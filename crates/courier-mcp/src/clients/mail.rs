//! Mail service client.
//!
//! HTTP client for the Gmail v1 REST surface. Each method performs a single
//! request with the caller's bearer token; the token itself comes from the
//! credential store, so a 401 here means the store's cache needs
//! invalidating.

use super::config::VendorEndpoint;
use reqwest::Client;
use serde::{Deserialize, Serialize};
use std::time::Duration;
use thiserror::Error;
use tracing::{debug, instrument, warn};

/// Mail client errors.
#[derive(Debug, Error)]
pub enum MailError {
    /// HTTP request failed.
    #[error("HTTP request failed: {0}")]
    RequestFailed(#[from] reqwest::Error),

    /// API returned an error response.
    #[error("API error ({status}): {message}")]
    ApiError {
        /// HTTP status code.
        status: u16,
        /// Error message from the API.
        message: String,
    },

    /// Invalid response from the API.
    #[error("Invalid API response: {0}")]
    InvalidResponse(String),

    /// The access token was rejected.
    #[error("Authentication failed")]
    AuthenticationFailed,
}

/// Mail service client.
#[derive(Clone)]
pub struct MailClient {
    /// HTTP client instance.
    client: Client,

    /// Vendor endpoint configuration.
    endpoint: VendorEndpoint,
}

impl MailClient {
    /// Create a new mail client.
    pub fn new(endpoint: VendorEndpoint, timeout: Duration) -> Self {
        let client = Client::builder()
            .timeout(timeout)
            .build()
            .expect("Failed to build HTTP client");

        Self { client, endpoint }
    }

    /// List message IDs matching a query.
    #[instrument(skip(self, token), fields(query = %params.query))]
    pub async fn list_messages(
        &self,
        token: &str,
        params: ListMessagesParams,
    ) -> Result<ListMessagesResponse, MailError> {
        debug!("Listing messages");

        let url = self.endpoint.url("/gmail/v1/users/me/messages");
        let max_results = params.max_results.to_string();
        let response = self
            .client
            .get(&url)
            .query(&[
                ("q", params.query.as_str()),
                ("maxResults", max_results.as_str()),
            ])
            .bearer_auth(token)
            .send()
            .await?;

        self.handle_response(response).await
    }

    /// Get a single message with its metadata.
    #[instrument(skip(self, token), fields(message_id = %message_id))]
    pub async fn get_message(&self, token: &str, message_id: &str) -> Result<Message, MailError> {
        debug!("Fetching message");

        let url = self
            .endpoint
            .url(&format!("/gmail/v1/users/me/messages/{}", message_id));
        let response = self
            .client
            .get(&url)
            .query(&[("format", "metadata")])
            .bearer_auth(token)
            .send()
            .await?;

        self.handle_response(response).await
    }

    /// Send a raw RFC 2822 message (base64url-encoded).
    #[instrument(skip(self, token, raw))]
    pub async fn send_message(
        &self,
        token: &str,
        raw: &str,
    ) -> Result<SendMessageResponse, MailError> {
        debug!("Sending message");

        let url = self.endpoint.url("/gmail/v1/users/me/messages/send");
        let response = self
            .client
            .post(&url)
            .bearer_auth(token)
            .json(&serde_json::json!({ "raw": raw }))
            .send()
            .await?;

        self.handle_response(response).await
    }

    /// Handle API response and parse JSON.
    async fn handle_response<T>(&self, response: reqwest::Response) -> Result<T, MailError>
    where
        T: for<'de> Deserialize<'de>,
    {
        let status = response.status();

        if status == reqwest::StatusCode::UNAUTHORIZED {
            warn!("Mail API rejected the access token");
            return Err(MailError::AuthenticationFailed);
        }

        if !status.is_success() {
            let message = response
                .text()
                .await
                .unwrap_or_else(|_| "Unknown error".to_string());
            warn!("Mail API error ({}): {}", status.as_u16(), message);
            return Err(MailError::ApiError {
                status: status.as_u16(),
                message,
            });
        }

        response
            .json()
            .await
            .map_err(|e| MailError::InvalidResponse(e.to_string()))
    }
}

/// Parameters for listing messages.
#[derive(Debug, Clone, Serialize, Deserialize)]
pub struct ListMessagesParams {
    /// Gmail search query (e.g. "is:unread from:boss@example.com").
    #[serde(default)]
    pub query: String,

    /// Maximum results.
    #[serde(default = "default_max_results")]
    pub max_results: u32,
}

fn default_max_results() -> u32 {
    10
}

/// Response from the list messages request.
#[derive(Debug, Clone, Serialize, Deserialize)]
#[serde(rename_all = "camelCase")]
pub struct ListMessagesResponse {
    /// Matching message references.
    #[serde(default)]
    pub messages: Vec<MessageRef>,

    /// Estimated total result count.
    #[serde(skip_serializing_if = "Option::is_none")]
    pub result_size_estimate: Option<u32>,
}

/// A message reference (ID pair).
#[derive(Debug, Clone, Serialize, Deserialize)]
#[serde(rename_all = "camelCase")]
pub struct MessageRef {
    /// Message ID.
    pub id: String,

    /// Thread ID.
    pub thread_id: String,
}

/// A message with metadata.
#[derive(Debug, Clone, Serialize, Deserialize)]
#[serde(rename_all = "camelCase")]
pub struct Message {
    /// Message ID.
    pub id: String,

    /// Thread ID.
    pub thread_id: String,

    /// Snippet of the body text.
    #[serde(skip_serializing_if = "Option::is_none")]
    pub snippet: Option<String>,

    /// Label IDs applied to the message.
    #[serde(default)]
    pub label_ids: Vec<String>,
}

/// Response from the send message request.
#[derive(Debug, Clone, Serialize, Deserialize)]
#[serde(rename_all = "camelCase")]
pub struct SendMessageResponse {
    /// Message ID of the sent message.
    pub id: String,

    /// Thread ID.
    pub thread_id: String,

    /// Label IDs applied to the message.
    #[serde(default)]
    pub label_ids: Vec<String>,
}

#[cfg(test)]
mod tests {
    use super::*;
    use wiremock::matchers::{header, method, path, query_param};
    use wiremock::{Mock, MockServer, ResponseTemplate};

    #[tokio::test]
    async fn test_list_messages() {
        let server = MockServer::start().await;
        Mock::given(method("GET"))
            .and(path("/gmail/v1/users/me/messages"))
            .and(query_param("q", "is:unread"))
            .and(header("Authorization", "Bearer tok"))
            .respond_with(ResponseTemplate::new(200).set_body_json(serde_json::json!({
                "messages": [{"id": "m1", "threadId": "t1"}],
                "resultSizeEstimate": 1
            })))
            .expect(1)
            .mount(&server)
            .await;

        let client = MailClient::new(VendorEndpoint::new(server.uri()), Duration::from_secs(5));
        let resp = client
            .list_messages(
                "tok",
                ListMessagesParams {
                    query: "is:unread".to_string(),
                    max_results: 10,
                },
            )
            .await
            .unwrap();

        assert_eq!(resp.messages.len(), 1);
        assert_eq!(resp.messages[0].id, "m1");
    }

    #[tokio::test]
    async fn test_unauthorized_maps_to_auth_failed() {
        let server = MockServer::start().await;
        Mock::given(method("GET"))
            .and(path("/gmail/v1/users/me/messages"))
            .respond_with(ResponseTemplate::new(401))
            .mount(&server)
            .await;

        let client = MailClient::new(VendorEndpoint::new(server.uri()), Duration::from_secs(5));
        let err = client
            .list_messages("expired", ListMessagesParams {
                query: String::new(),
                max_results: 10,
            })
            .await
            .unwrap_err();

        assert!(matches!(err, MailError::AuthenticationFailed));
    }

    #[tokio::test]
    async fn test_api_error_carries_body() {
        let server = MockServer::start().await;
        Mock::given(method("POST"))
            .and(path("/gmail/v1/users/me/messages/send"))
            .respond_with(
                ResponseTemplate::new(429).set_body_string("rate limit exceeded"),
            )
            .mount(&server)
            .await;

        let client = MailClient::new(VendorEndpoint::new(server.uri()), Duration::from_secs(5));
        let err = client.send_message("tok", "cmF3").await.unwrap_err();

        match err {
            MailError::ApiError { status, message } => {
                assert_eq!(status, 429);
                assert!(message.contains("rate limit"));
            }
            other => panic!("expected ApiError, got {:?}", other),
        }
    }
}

-*-

REQUIRED ACTION → The answer is the full set of records above, repeated exactly.

RESPONSE BOX →
filename crates/courier-mcp/src/clients/mail.rs
//! Mail service client.
//!
//! HTTP client for the Gmail v1 REST surface. Each method performs a single
//! request with the caller's bearer token; the token itself comes from the
//! credential store, so a 401 here means the store's cache needs
//! invalidating.

use super::config::VendorEndpoint;
use reqwest::Client;
use serde::{Deserialize, Serialize};
use std::time::Duration;
use thiserror::Error;
use tracing::{debug, instrument, warn};

/// Mail client errors.
#[derive(Debug, Error)]
pub enum MailError {
    /// HTTP request failed.
    #[error("HTTP request failed: {0}")]
    RequestFailed(#[from] reqwest::Error),

    /// API returned an error response.
    #[error("API error ({status}): {message}")]
    ApiError {
        /// HTTP status code.
        status: u16,
        /// Error message from the API.
        message: String,
    },

    /// Invalid response from the API.
    #[error("Invalid API response: {0}")]
    InvalidResponse(String),

    /// The access token was rejected.
    #[error("Authentication failed")]
    AuthenticationFailed,
}

/// Mail service client.
#[derive(Clone)]
pub struct MailClient {
    /// HTTP client instance.
    client: Client,

    /// Vendor endpoint configuration.
    endpoint: VendorEndpoint,
}

impl MailClient {
    /// Create a new mail client.
    pub fn new(endpoint: VendorEndpoint, timeout: Duration) -> Self {
        let client = Client::builder()
            .timeout(timeout)
            .build()
            .expect("Failed to build HTTP client");

        Self { client, endpoint }
    }

    /// List message IDs matching a query.
    #[instrument(skip(self, token), fields(query = %params.query))]
    pub async fn list_messages(
        &self,
        token: &str,
        params: ListMessagesParams,
    ) -> Result<ListMessagesResponse, MailError> {
        debug!("Listing messages");

        let url = self.endpoint.url("/gmail/v1/users/me/messages");
        let max_results = params.max_results.to_string();
        let response = self
            .client
            .get(&url)
            .query(&[
                ("q", params.query.as_str()),
                ("maxResults", max_results.as_str()),
            ])
            .bearer_auth(token)
            .send()
            .await?;

        self.handle_response(response).await
    }

    /// Get a single message with its metadata.
    #[instrument(skip(self, token), fields(message_id = %message_id))]
    pub async fn get_message(&self, token: &str, message_id: &str) -> Result<Message, MailError> {
        debug!("Fetching message");

        let url = self
            .endpoint
            .url(&format!("/gmail/v1/users/me/messages/{}", message_id));
        let response = self
            .client
            .get(&url)
            .query(&[("format", "metadata")])
            .bearer_auth(token)
            .send()
            .await?;

        self.handle_response(response).await
    }

    /// Send a raw RFC 2822 message (base64url-encoded).
    #[instrument(skip(self, token, raw))]
    pub async fn send_message(
        &self,
        token: &str,
        raw: &str,
    ) -> Result<SendMessageResponse, MailError> {
        debug!("Sending message");

        let url = self.endpoint.url("/gmail/v1/users/me/messages/send");
        let response = self
            .client
            .post(&url)
            .bearer_auth(token)
            .json(&serde_json::json!({ "raw": raw }))
            .send()
            .await?;

        self.handle_response(response).await
    }

    /// Handle API response and parse JSON.
    async fn handle_response<T>(&self, response: reqwest::Response) -> Result<T, MailError>
    where
        T: for<'de> Deserialize<'de>,
    {
        let status = response.status();

        if status == reqwest::StatusCode::UNAUTHORIZED {
            warn!("Mail API rejected the access token");
            return Err(MailError::AuthenticationFailed);
        }

        if !status.is_success() {
            let message = response
                .text()
                .await
                .unwrap_or_else(|_| "Unknown error".to_string());
            warn!("Mail API error ({}): {}", status.as_u16(), message);
            return Err(MailError::ApiError {
                status: status.as_u16(),
                message,
            });
        }

        response
            .json()
            .await
            .map_err(|e| MailError::InvalidResponse(e.to_string()))
    }
}

/// Parameters for listing messages.
#[derive(Debug, Clone, Serialize, Deserialize)]
pub struct ListMessagesParams {
    /// Gmail search query (e.g. "is:unread from:boss@example.com").
    #[serde(default)]
    pub query: String,

    /// Maximum results.
    #[serde(default = "default_max_results")]
    pub max_results: u32,
}

fn default_max_results() -> u32 {
    10
}

/// Response from the list messages request.
#[derive(Debug, Clone, Serialize, Deserialize)]
#[serde(rename_all = "camelCase")]
pub struct ListMessagesResponse {
    /// Matching message references.
    #[serde(default)]
    pub messages: Vec<MessageRef>,

    /// Estimated total result count.
    #[serde(skip_serializing_if = "Option::is_none")]
    pub result_size_estimate: Option<u32>,
}

/// A message reference (ID pair).
#[derive(Debug, Clone, Serialize, Deserialize)]
#[serde(rename_all = "camelCase")]
pub struct MessageRef {
    /// Message ID.
    pub id: String,

    /// Thread ID.
    pub thread_id: String,
}

/// A message with metadata.
#[derive(Debug, Clone, Serialize, Deserialize)]
#[serde(rename_all = "camelCase")]
pub struct Message {
    /// Message ID.
    pub id: String,

    /// Thread ID.
    pub thread_id: String,

    /// Snippet of the body text.
    #[serde(skip_serializing_if = "Option::is_none")]
    pub snippet: Option<String>,

    /// Label IDs applied to the message.
    #[serde(default)]
    pub label_ids: Vec<String>,
}

/// Response from the send message request.
#[derive(Debug, Clone, Serialize, Deserialize)]
#[serde(rename_all = "camelCase")]
pub struct SendMessageResponse {
    /// Message ID of the sent message.
    pub id: String,

    /// Thread ID.
    pub thread_id: String,

    /// Label IDs applied to the message.
    #[serde(default)]
    pub label_ids: Vec<String>,
}

#[cfg(test)]
mod tests {
    use super::*;
    use wiremock::matchers::{header, method, path, query_param};
    use wiremock::{Mock, MockServer, ResponseTemplate};

    #[tokio::test]
    async fn test_list_messages() {
        let server = MockServer::start().await;
        Mock::given(method("GET"))
            .and(path("/gmail/v1/users/me/messages"))
            .and(query_param("q", "is:unread"))
            .and(header("Authorization", "Bearer tok"))
            .respond_with(ResponseTemplate::new(200).set_body_json(serde_json::json!({
                "messages": [{"id": "m1", "threadId": "t1"}],
                "resultSizeEstimate": 1
            })))
            .expect(1)
            .mount(&server)
            .await;

        let client = MailClient::new(VendorEndpoint::new(server.uri()), Duration::from_secs(5));
        let resp = client
            .list_messages(
                "tok",
                ListMessagesParams {
                    query: "is:unread".to_string(),
                    max_results: 10,
                },
            )
            .await
            .unwrap();

        assert_eq!(resp.messages.len(), 1);
        assert_eq!(resp.messages[0].id, "m1");
    }

    #[tokio::test]
    async fn test_unauthorized_maps_to_auth_failed() {
        let server = MockServer::start().await;
        Mock::given(method("GET"))
            .and(path("/gmail/v1/users/me/messages"))
            .respond_with(ResponseTemplate::new(401))
            .mount(&server)
            .await;

        let client = MailClient::new(VendorEndpoint::new(server.uri()), Duration::from_secs(5));
        let err = client
            .list_messages("expired", ListMessagesParams {
                query: String::new(),
                max_results: 10,
            })
            .await
            .unwrap_err();

        assert!(matches!(err, MailError::AuthenticationFailed));
    }

    #[tokio::test]
    async fn test_api_error_carries_body() {
        let server = MockServer::start().await;
        Mock::given(method("POST"))
            .and(path("/gmail/v1/users/me/messages/send"))
            .respond_with(
                ResponseTemplate::new(429).set_body_string("rate limit exceeded"),
            )
            .mount(&server)
            .await;

        let client = MailClient::new(VendorEndpoint::new(server.uri()), Duration::from_secs(5));
        let err = client.send_message("tok", "cmF3").await.unwrap_err();

        match err {
            MailError::ApiError { status, message } => {
                assert_eq!(status, 429);
                assert!(message.contains("rate limit"));
            }
            other => panic!("expected ApiError, got {:?}", other),
        }
    }
}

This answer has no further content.